Dynamic susceptibility contrast 19 F-MRI of inhaled perfluoropropane: a novel approach to combined pulmonary ventilation and perfusion imaging.

ABSTRACT

PURPOSE: To assess alveolar perfusion by applying dynamic susceptibility contrast MRI to 19 F-MRI of inhaled perfluoropropane (PFP). We hypothesized that passage of gadolinium-based contrast agent (GBCA) through the pulmonary microvasculature would reduce magnetic susceptibility differences between water and gas components of the lung, elevating the T2∗ of PFP. METHODS: Lung-representative phantoms were constructed of aqueous PFP-filled foams to characterize the impact of aqueous/gas phase magnetic susceptibility differences on PFP T2∗ . Aqueous phase magnetic susceptibility was modulated by addition of different concentrations of GBCA. In vivo studies were performed to measure the impact of intravenously administered GBCA on the T2∗ of inhaled PFP in mice (7.0 Tesla) and in healthy volunteers (3.0 Tesla). RESULTS: Perfluoropropane T2∗ was sensitive to modulation of magnetic susceptibility difference between gas and water components of the lung, both in phantom models and in vivo.

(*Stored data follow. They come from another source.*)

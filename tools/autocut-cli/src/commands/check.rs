//! Check encoder availability and system resources.

use autocut_common::config::AppConfig;
use autocut_common::memory::SystemMemory;
use autocut_render::check::SystemReport;
use autocut_render::EncoderRunner;

pub async fn run(config: AppConfig, json: bool) -> anyhow::Result<()> {
    let runner = EncoderRunner::new(&config.encoder);
    let located = runner.locate();
    let report =
        SystemReport::collect(&runner, &SystemMemory, config.cut.memory_floor_bytes).await;

    if json {
        println!("{}", serde_json::to_string_pretty(&report)?);
        return Ok(());
    }

    println!("AutoCut System Check");
    println!("{}", "=".repeat(50));
    match &located {
        Ok((encoder, probe)) => {
            println!("[OK] Encoder: {}", encoder.display());
            println!("[OK] Probe:   {}", probe.display());
        }
        Err(e) => println!("[WARN] {e}"),
    }
    println!();
    println!("{report}");

    println!();
    if report.is_ready() && located.is_ok() {
        println!("AutoCut is ready.");
    } else {
        println!("Some requirements are missing. See above for details.");
    }
    Ok(())
}
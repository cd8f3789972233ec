//! Rejection set: phrases whose cues are cut out.
//!
//! Matching is exact after trimming surrounding whitespace from both the
//! phrase and the cue text.

use std::collections::HashSet;
use std::path::Path;

use autocut_common::error::AutocutResult;

/// Filler phrases offered as a starting rejection list.
pub const BUILTIN_FILLERS: &[&str] = &[
    "OK",
    "okay",
    "啊",
    "那",
    "嗯",
    "哦",
    "呃",
    "对吧",
    "对不对",
    "对不对啊",
    "懂了吧",
    "是不是",
    "明白吗",
    "明白了吗",
    "明白了吧",
    "清楚了吧",
    "听懂没有",
    "听懂了吗",
    "能明白吧",
    "能明白吗",
    "能听懂吗",
    "能听懂了吗",
    "听明白了吗",
    "听懂了没有",
    "听懂了吧",
    "这样能听明白吗",
];

/// Set of normalized phrases to reject.
#[derive(Debug, Clone, Default, PartialEq, Eq)]
pub struct RejectionSet {
    phrases: HashSet<String>,
}

impl RejectionSet {
    pub fn new() -> Self {
        Self::default()
    }

    /// Build from lines; blank lines are ignored.
    pub fn from_lines<I, S>(lines: I) -> Self
    where
        I: IntoIterator<Item = S>,
        S: AsRef<str>,
    {
        let phrases = lines
            .into_iter()
            .map(|line| line.as_ref().trim().to_string())
            .filter(|line| !line.is_empty())
            .collect();
        Self { phrases }
    }

    /// Parse a line-oriented rejection list.
    pub fn parse(content: &str) -> Self {
        let content = content.strip_prefix('\u{feff}').unwrap_or(content);
        Self::from_lines(content.lines())
    }

    /// Load a rejection list. A missing file yields an empty set.
    pub fn load(path: &Path) -> AutocutResult<Self> {
        if !path.exists() {
            tracing::debug!(path = %path.display(), "Rejection file not found; rejecting nothing");
            return Ok(Self::new());
        }
        let content = std::fs::read_to_string(path)?;
        let set = Self::parse(&content);
        tracing::info!(path = %path.display(), phrases = set.len(), "Loaded rejection list");
        Ok(set)
    }

    /// The built-in filler phrases.
    pub fn builtin_fillers() -> Self {
        Self::from_lines(BUILTIN_FILLERS.iter())
    }

    /// Add every phrase of `other`.
    pub fn extend(&mut self, other: RejectionSet) {
        self.phrases.extend(other.phrases);
    }

    /// Whether `text`, once trimmed, is rejected.
    pub fn contains(&self, text: &str) -> bool {
        self.phrases.contains(text.trim())
    }

    pub fn len(&self) -> usize {
        self.phrases.len()
    }

    pub fn is_empty(&self) -> bool {
        self.phrases.is_empty()
    }
}
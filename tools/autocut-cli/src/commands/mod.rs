pub mod check;
pub mod cut;
pub mod preview;

use autocut_processing::SelectionWindow;
use autocut_timeline::{RejectionSet, Timeline};

use crate::SelectionArgs;

impl SelectionArgs {
    /// Rejection set from `--filter` and `--default-fillers`.
    pub fn rejections(&self) -> anyhow::Result<RejectionSet> {
        let mut set = match &self.filter {
            Some(path) => {
                if !path.exists() {
                    anyhow::bail!("Filter file not found: {}", path.display());
                }
                RejectionSet::load(path)
                    .map_err(|e| anyhow::anyhow!("Failed to read filter file: {e}"))?
            }
            None => RejectionSet::new(),
        };
        if self.default_fillers {
            set.extend(RejectionSet::builtin_fillers());
        }
        Ok(set)
    }

    /// Window from `--start`/`--end`; `None` when neither is given.
    pub fn window(&self, timeline: &Timeline) -> Option<SelectionWindow> {
        if self.start.is_none() && self.end.is_none() {
            return None;
        }
        Some(SelectionWindow::new(
            self.start.unwrap_or(1),
            self.end.unwrap_or(timeline.len()),
        ))
    }
}

#[cfg(test)]
mod tests {
    use super::*;
    use autocut_timeline::TimedEntry;
    use std::path::PathBuf;

    fn args(start: Option<usize>, end: Option<usize>) -> SelectionArgs {
        SelectionArgs {
            filter: None,
            default_fillers: false,
            start,
            end,
        }
    }

    #[test]
    fn test_window_defaults() {
        let timeline = Timeline::new(
            (1..=5)
                .map(|i| TimedEntry::new(i, i as f64, i as f64 + 0.5, "x"))
                .collect(),
        );
        assert_eq!(args(None, None).window(&timeline), None);
        assert_eq!(
            args(Some(2), None).window(&timeline),
            Some(SelectionWindow::new(2, 5))
        );
        assert_eq!(
            args(None, Some(3)).window(&timeline),
            Some(SelectionWindow::new(1, 3))
        );
    }

    #[test]
    fn test_rejections() {
        let dir = tempfile::tempdir().unwrap();
        let filter = dir.path().join("filter.txt");
        std::fs::write(&filter, "好的\n").unwrap();

        let mut selection = args(None, None);
        selection.filter = Some(filter);
        selection.default_fillers = true;
        let set = selection.rejections().unwrap();
        assert!(set.contains("好的"));
        assert!(set.contains("嗯"));

        selection.filter = Some(PathBuf::from("/nonexistent/filter.txt"));
        assert!(selection.rejections().is_err());
    }
}
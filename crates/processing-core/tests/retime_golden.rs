use std::path::PathBuf;

use autocut_processing::{plan_video_segments, renumber, select, SelectionWindow};
use autocut_timeline::{compose_srt, RejectionSet, Segment, Timeline};

fn fixture(name: &str) -> PathBuf {
    PathBuf::from(env!("CARGO_MANIFEST_DIR"))
        .join("..")
        .join("..")
        .join("fixtures")
        .join(name)
}

fn retime_fixture() -> String {
    let timeline = Timeline::load(&fixture("lecture.srt")).expect("fixture subtitles should parse");
    let rejections =
        RejectionSet::load(&fixture("fillers.txt")).expect("fixture fillers should load");
    let selection = select(
        timeline.entries(),
        SelectionWindow::full(timeline.len()),
        &rejections,
    )
    .expect("full window is valid");
    compose_srt(&renumber(&selection.retained))
}

#[test]
fn lecture_fixture_retimes_to_known_output() {
    let expected = "\
1
00:00:00,000 --> 00:00:02,400
大家好，今天我们来讲一下所有权

2
00:00:02,400 --> 00:00:06,050
Rust 的每个值都有一个所有者

3
00:00:06,050 --> 00:00:08,855
当所有者离开作用域
这个值就会被丢弃

4
00:00:08,855 --> 00:00:12,175
接下来看借用

5
00:00:12,175 --> 00:00:12,175
啊

6
00:00:12,175 --> 00:00:15,525
引用必须总是有效的

7
00:00:15,525 --> 00:00:20,000
我们用一个例子来说明

8
00:00:20,000 --> 00:00:23,500
这就是今天的内容

";
    assert_eq!(retime_fixture(), expected);
}

#[test]
fn retiming_is_byte_identical_across_runs() {
    let first = retime_fixture();
    for _ in 0..5 {
        assert_eq!(retime_fixture(), first);
    }
}

#[test]
fn retimed_output_reparses_with_contiguous_cues() {
    let reparsed = Timeline::parse_srt(&retime_fixture()).expect("output should parse");
    let entries = reparsed.entries();
    assert_eq!(entries.len(), 8);
    assert_eq!(entries[0].start, 0.0);
    for pair in entries.windows(2) {
        assert_eq!(pair[0].end, pair[1].start);
    }
}

#[test]
fn lecture_fixture_video_segments_merge() {
    let timeline = Timeline::load(&fixture("lecture.srt")).expect("fixture subtitles should parse");
    let rejections =
        RejectionSet::load(&fixture("fillers.txt")).expect("fixture fillers should load");
    let selection = select(
        timeline.entries(),
        SelectionWindow::full(timeline.len()),
        &rejections,
    )
    .expect("full window is valid");

    let merged = plan_video_segments(&renumber(&selection.retained), 0.5);
    assert_eq!(
        merged,
        vec![
            Segment::new(0.0, 2.4),
            Segment::new(3.1, 10.005),
            Segment::new(11.0, 14.32),
            Segment::new(14.9, 18.25),
            Segment::new(19.4, 27.5),
        ]
    );
}
//! AutoCut Common Utilities
//!
//! Shared infrastructure for all AutoCut crates:
//! - Error types and result aliases
//! - Time conversion and run timing
//! - Tracing/logging initialization
//! - Configuration loading
//! - Scoped working directories and the memory floor check

pub mod clock;
pub mod config;
pub mod error;
pub mod logging;
pub mod memory;
pub mod workdir;

pub use clock::*;
pub use config::*;
pub use error::*;
pub use memory::*;
pub use workdir::*;
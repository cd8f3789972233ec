//! AutoCut Processing Core
//!
//! Turns a parsed subtitle timeline into cutting decisions:
//! - **Selection:** Window the timeline and drop rejected cues
//! - **Merging:** Coalesce neighbouring segments within a gap tolerance
//! - **Renumbering:** Lay retained cues end to end on a new timeline
//! - **Planning:** Extraction ranges, batches, and filter-graph chunks
//!
//! This crate is pure computation: no I/O and no external processes.
//! All inputs are data; all outputs are data.

pub mod batch;
pub mod merger;
pub mod plan;
pub mod renumber;
pub mod selector;

pub use batch::{chunk_size, partition, Batch};
pub use merger::{merge_segments, widen_segments};
pub use plan::{plan_extraction, plan_video_segments, ExtractionMode};
pub use renumber::{renumber, total_duration};
pub use selector::{select, Selection, SelectionWindow};
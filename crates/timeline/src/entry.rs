//! Timed entries, segments, and retimed entries.
//!
//! All times are seconds. Entries are immutable once parsed; derived values
//! (segments, retimed entries) are created per run and dropped with it.

use serde::{Deserialize, Serialize};

use autocut_common::clock::{micros_to_secs, secs_to_micros};

/// One subtitle cue as read from the source file.
#[derive(Debug, Clone, PartialEq, Serialize, Deserialize)]
pub struct TimedEntry {
    /// 1-based position in the source file.
    pub index: usize,

    /// Start time (seconds).
    pub start: f64,

    /// End time (seconds), never before `start`.
    pub end: f64,

    /// Cue text, possibly spanning several lines.
    pub text: String,
}

impl TimedEntry {
    pub fn new(index: usize, start: f64, end: f64, text: impl Into<String>) -> Self {
        Self {
            index,
            start,
            end,
            text: text.into(),
        }
    }

    pub fn duration(&self) -> f64 {
        self.end - self.start
    }

    /// Text with surrounding whitespace removed, as compared against rejections.
    pub fn normalized_text(&self) -> &str {
        self.text.trim()
    }

    /// The time range this entry covers.
    pub fn segment(&self) -> Segment {
        Segment::new(self.start, self.end)
    }

    pub fn start_micros(&self) -> i64 {
        secs_to_micros(self.start)
    }

    pub fn end_micros(&self) -> i64 {
        secs_to_micros(self.end)
    }
}

/// A time range of source material.
#[derive(Debug, Clone, Copy, PartialEq, Serialize, Deserialize)]
pub struct Segment {
    pub start: f64,
    pub end: f64,
}

impl Segment {
    /// Build a segment; an `end` before `start` collapses to zero length.
    pub fn new(start: f64, end: f64) -> Self {
        Self {
            start,
            end: end.max(start),
        }
    }

    pub fn duration(&self) -> f64 {
        self.end - self.start
    }

    /// Whether `other` lies entirely within this segment.
    pub fn contains(&self, other: &Segment) -> bool {
        self.start <= other.start && other.end <= self.end
    }

    /// Extend the end so the segment lasts at least `min_secs`.
    pub fn widened_to(self, min_secs: f64) -> Self {
        if self.duration() >= min_secs {
            self
        } else {
            Self {
                start: self.start,
                end: self.start + min_secs,
            }
        }
    }
}

/// An entry that survived selection, with its position on the new timeline.
#[derive(Debug, Clone, PartialEq, Serialize, Deserialize)]
pub struct RetainedEntry {
    pub original: TimedEntry,
    pub adjusted_start: f64,
    pub adjusted_end: f64,
}

impl RetainedEntry {
    /// Place `original` on the new timeline at `cursor_micros`.
    ///
    /// Returns the entry and the cursor for the next one.
    pub fn place(original: TimedEntry, cursor_micros: i64) -> (Self, i64) {
        let length = (original.end_micros() - original.start_micros()).max(0);
        let next = cursor_micros + length;
        let entry = Self {
            original,
            adjusted_start: micros_to_secs(cursor_micros),
            adjusted_end: micros_to_secs(next),
        };
        (entry, next)
    }

    pub fn adjusted_start_micros(&self) -> i64 {
        secs_to_micros(self.adjusted_start)
    }

    pub fn adjusted_end_micros(&self) -> i64 {
        secs_to_micros(self.adjusted_end)
    }

    pub fn duration(&self) -> f64 {
        self.adjusted_end - self.adjusted_start
    }

    /// Source range to extract for this entry.
    pub fn source_segment(&self) -> Segment {
        self.original.segment()
    }
}

/// Parsed subtitle timeline. Read-only after construction.
#[derive(Debug, Clone, Default, PartialEq)]
pub struct Timeline {
    entries: Vec<TimedEntry>,
}

impl Timeline {
    pub fn new(entries: Vec<TimedEntry>) -> Self {
        Self { entries }
    }

    pub fn entries(&self) -> &[TimedEntry] {
        &self.entries
    }

    pub fn len(&self) -> usize {
        self.entries.len()
    }

    pub fn is_empty(&self) -> bool {
        self.entries.is_empty()
    }

    /// End time of the last entry, or zero when empty.
    pub fn duration(&self) -> f64 {
        self.entries.iter().map(|e| e.end).fold(0.0, f64::max)
    }
}
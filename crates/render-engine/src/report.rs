//! Summary of a finished run.

use std::fmt;
use std::path::PathBuf;

use serde::Serialize;

use crate::audio::OutputFormat;
use crate::fallback::ReconstructionTier;

/// Outcome of a successful cut.
#[derive(Debug, Clone, Serialize)]
pub struct CutReport {
    pub output_path: PathBuf,
    pub output_bytes: u64,
    pub subtitle_path: PathBuf,
    pub segment_map_path: Option<PathBuf>,
    pub format: OutputFormat,
    /// Size of the extracted clip before cutting.
    pub clip_bytes: u64,
    pub considered: usize,
    pub retained: usize,
    pub batches: usize,
    /// Seconds of material kept.
    pub retained_secs: f64,
    /// Set when a video track was rebuilt from the source.
    pub tier: Option<ReconstructionTier>,
    pub started_at: String,
    pub elapsed_secs: f64,
}

impl CutReport {
    /// Output size relative to the clip, in percent.
    pub fn compression_ratio(&self) -> f64 {
        if self.clip_bytes == 0 {
            return 0.0;
        }
        self.output_bytes as f64 / self.clip_bytes as f64 * 100.0
    }

    pub fn rejected(&self) -> usize {
        self.considered.saturating_sub(self.retained)
    }
}

fn mb(bytes: u64) -> f64 {
    bytes as f64 / (1024.0 * 1024.0)
}

impl fmt::Display for CutReport {
    fn fmt(&self, f: &mut fmt::Formatter<'_>) -> fmt::Result {
        writeln!(f, "Output:     {}", self.output_path.display())?;
        writeln!(f, "Subtitles:  {}", self.subtitle_path.display())?;
        if let Some(map) = &self.segment_map_path {
            writeln!(f, "Segments:   {}", map.display())?;
        }
        writeln!(
            f,
            "Entries:    {} retained, {} removed of {}",
            self.retained,
            self.rejected(),
            self.considered
        )?;
        writeln!(f, "Duration:   {:.2}s in {} batch(es)", self.retained_secs, self.batches)?;
        if let Some(tier) = self.tier {
            writeln!(f, "Video:      {tier}")?;
        }
        writeln!(
            f,
            "Size:       {:.2} MB (clip {:.2} MB, {:.1}%)",
            mb(self.output_bytes),
            mb(self.clip_bytes),
            self.compression_ratio()
        )?;
        write!(f, "Elapsed:    {:.1}s", self.elapsed_secs)
    }
}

Negation of aqueous/gas phase magnetic susceptibility difference was achieved in lung-representative phantoms and in mice, resulting in a ~2 to 3× elevation in PFP T2∗ (3.7 to 8.5 ms and 0.7 to 2.6 ms, respectively). Human studies demonstrated a transient elevation of inhaled PFP T2∗ (1.50 to 1.64 ms) during passage of GBCA bolus through the lung circulation, demonstrating sensitivity to lung perfusion. CONCLUSION: We demonstrate indirect detection of a GBCA in the pulmonary microvasculature via changes to the T2∗ of gas phase PFP within directly adjacent alveoli. This approach holds potential for assessing alveolar perfusion by dynamic susceptibility contrast 19 F-MRI of inhaled PFP, with concurrent assessment of lung ventilation properties, relevant to lung physiology and disease.